The New York Times and Washington Post both broke stories about the original memo that President Donald Trump authored during a rainy day that would ultimately fire former FBI Director James Comey.
Shugerman told MSNBC's Lawrence O'Donnell that the biggest name that has been associated with this memo and this conversation is Pence.
"Let me explain why this timeline puts him in legal jeopardy," Shugerman began. "So, we know that this letter was drafted on one day, and then after Steven Miller came back with that draft, it was read in a room of people, including Vice President Pence. And when that letter was read, it had, quote, The New York Times talks about a screed, and it identified all of these other connections to the Russian probe for why Trump had decided to fire Jim Comey. Then after this letter is edited, Mike Pence then tells the media that the Comey firing was not connected to the Russian probe, and he said it was due to Rod Rosenstein's recommendation. Those statements are untrue."
He explained that because Pence heard the first letter and the second letter and lied about it, it now "implicates Mike Pence now in a combination of conspiracy to commit obstruction of justice, aiding and abetting obstruction of justice, and also a relatively less known felony called misprision of a felony."
Shugerman said that misprision of a felony is when a person like Pence "has knowledge of a felony" and then "conceals and does not make it known to the legal authorities," he can be found guilty.
"Let's keep in mind that the [President Richard] Nixon articles of impeachment included a provision blaming Nixon for misleading or false statements to the public," Shugerman continued. "Now, that's not a felony, but it was grounds for impeaching President Nixon."

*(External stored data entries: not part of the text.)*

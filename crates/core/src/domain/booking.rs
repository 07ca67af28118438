use chrono::{DateTime, Utc};
use rust_decimal::Decimal;
use serde::{Deserialize, Serialize};
use sha2::{Digest, Sha256};

use crate::domain::conversation::{ConversationKey, DateRange};
use crate::errors::DomainError;

#[derive(Clone, Debug, PartialEq, Eq, Hash, PartialOrd, Ord, Serialize, Deserialize)]
pub struct BookingId(pub String);

impl BookingId {
    /// Same guest message and attempt always name the same booking, so a retried turn
    /// finds the record it created the first time.
    pub fn derive(key: &ConversationKey, message_id: &str, attempt: u32) -> Self {
        let mut hasher = Sha256::new();
        hasher.update(key.guest_id.0.as_bytes());
        hasher.update([0x1f]);
        hasher.update(key.property_id.0.as_bytes());
        hasher.update([0x1f]);
        hasher.update(message_id.as_bytes());
        hasher.update([0x1f]);
        hasher.update(attempt.to_be_bytes());
        let digest = format!("{:x}", hasher.finalize());
        Self(format!("BK-{}", digest[..10].to_ascii_uppercase()))
    }
}

impl std::fmt::Display for BookingId {
    fn fmt(&self, f: &mut std::fmt::Formatter<'_>) -> std::fmt::Result {
        f.write_str(&self.0)
    }
}

#[derive(Clone, Copy, Debug, PartialEq, Eq, Serialize, Deserialize)]
#[serde(rename_all = "snake_case")]
pub enum PaymentStatus {
    None,
    Pending,
    Approved,
    Rejected,
}

impl PaymentStatus {
    pub fn as_str(&self) -> &'static str {
        match self {
            Self::None => "none",
            Self::Pending => "pending",
            Self::Approved => "approved",
            Self::Rejected => "rejected",
        }
    }

    pub fn parse(raw: &str) -> Option<Self> {
        match raw {
            "none" => Some(Self::None),
            "pending" => Some(Self::Pending),
            "approved" => Some(Self::Approved),
            "rejected" => Some(Self::Rejected),
            _ => None,
        }
    }
}

#[derive(Clone, Copy, Debug, PartialEq, Eq, Serialize, Deserialize)]
#[serde(rename_all = "snake_case")]
pub enum BookingStatus {
    Draft,
    Confirmed,
    Cancelled,
}

impl BookingStatus {
    pub fn as_str(&self) -> &'static str {
        match self {
            Self::Draft => "draft",
            Self::Confirmed => "confirmed",
            Self::Cancelled => "cancelled",
        }
    }

    pub fn parse(raw: &str) -> Option<Self> {
        match raw {
            "draft" => Some(Self::Draft),
            "confirmed" => Some(Self::Confirmed),
            "cancelled" => Some(Self::Cancelled),
            _ => None,
        }
    }

    pub fn is_terminal(&self) -> bool {
        matches!(self, Self::Confirmed | Self::Cancelled)
    }
}

#[derive(Clone, Copy, Debug, PartialEq, Eq, Serialize, Deserialize)]
#[serde(rename_all = "snake_case")]
pub enum Decision {
    Approve,
    Reject,
}

impl Decision {
    pub fn as_str(&self) -> &'static str {
        match self {
            Self::Approve => "approve",
            Self::Reject => "reject",
        }
    }
}

#[derive(Clone, Debug, PartialEq, Eq, Serialize, Deserialize)]
pub struct BookingRecord {
    pub id: BookingId,
    pub key: ConversationKey,
    pub approver_id: String,
    pub dates: DateRange,
    pub total_price: Decimal,
    pub currency: String,
    pub payment_status: PaymentStatus,
    pub booking_status: BookingStatus,
    pub screenshot_ref: String,
    pub payer_name: String,
    pub payer_bank: String,
    pub attempt: u32,
    pub decided_by: Option<String>,
    pub rejection_reason: Option<String>,
    pub created_at: DateTime<Utc>,
    pub decided_at: Option<DateTime<Utc>>,
}

impl BookingRecord {
    pub fn is_pending(&self) -> bool {
        self.payment_status == PaymentStatus::Pending
    }

    /// The outcome this record already carries, if an approver has decided it.
    pub fn decision(&self) -> Option<Decision> {
        match (self.payment_status, self.booking_status) {
            (PaymentStatus::Approved, BookingStatus::Confirmed) => Some(Decision::Approve),
            (PaymentStatus::Rejected, BookingStatus::Cancelled) => Some(Decision::Reject),
            _ => None,
        }
    }

    pub fn can_decide(&self) -> bool {
        self.is_pending() && self.booking_status == BookingStatus::Draft
    }

    pub fn apply_decision(
        &mut self,
        decision: Decision,
        approver_id: &str,
        reason: Option<String>,
        at: DateTime<Utc>,
    ) -> Result<(), DomainError> {
        if !self.can_decide() {
            return Err(DomainError::InvalidBookingTransition {
                from: self.booking_status,
                payment: self.payment_status,
                decision,
            });
        }

        match decision {
            Decision::Approve => {
                self.booking_status = BookingStatus::Confirmed;
                self.payment_status = PaymentStatus::Approved;
            }
            Decision::Reject => {
                self.booking_status = BookingStatus::Cancelled;
                self.payment_status = PaymentStatus::Rejected;
                self.rejection_reason = reason;
            }
        }
        self.decided_by = Some(approver_id.to_string());
        self.decided_at = Some(at);
        Ok(())
    }
}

He went on to say that another major thing that is part of this controversy was the news that broke Thursday saying Trump's attorneys met with special counselor Robert Mueller to make the argument Trump has the power to fire Comey, therefore it can't be obstruction of justice. That's not true.
"That basic argument is so wrong that it shows why there's so little that the Trump lawyers have to argue," Shugerman said. "A president has the power to order a military strike, but if the president is ordering that military strike with the intent of, let's say, killing someone who slept with his wife, that's still murder. A president can pardon someone, but if the president pardons someone because he received a million dollar bribe, that's still a felony of bribery. Just because the president has the power to do something, it doesn't mean that it excuses any exercise of that power because intent matters."
There is at least one other cases in which Pence has claimed he knew nothing, only to be found out that it would have been impossible or negligent for him to have not known the facts. Rachel Maddow made the case that Pence had to have known all about former National Security Advisor Michael Flynn sketchy lobbying and concerning conversations with Russians.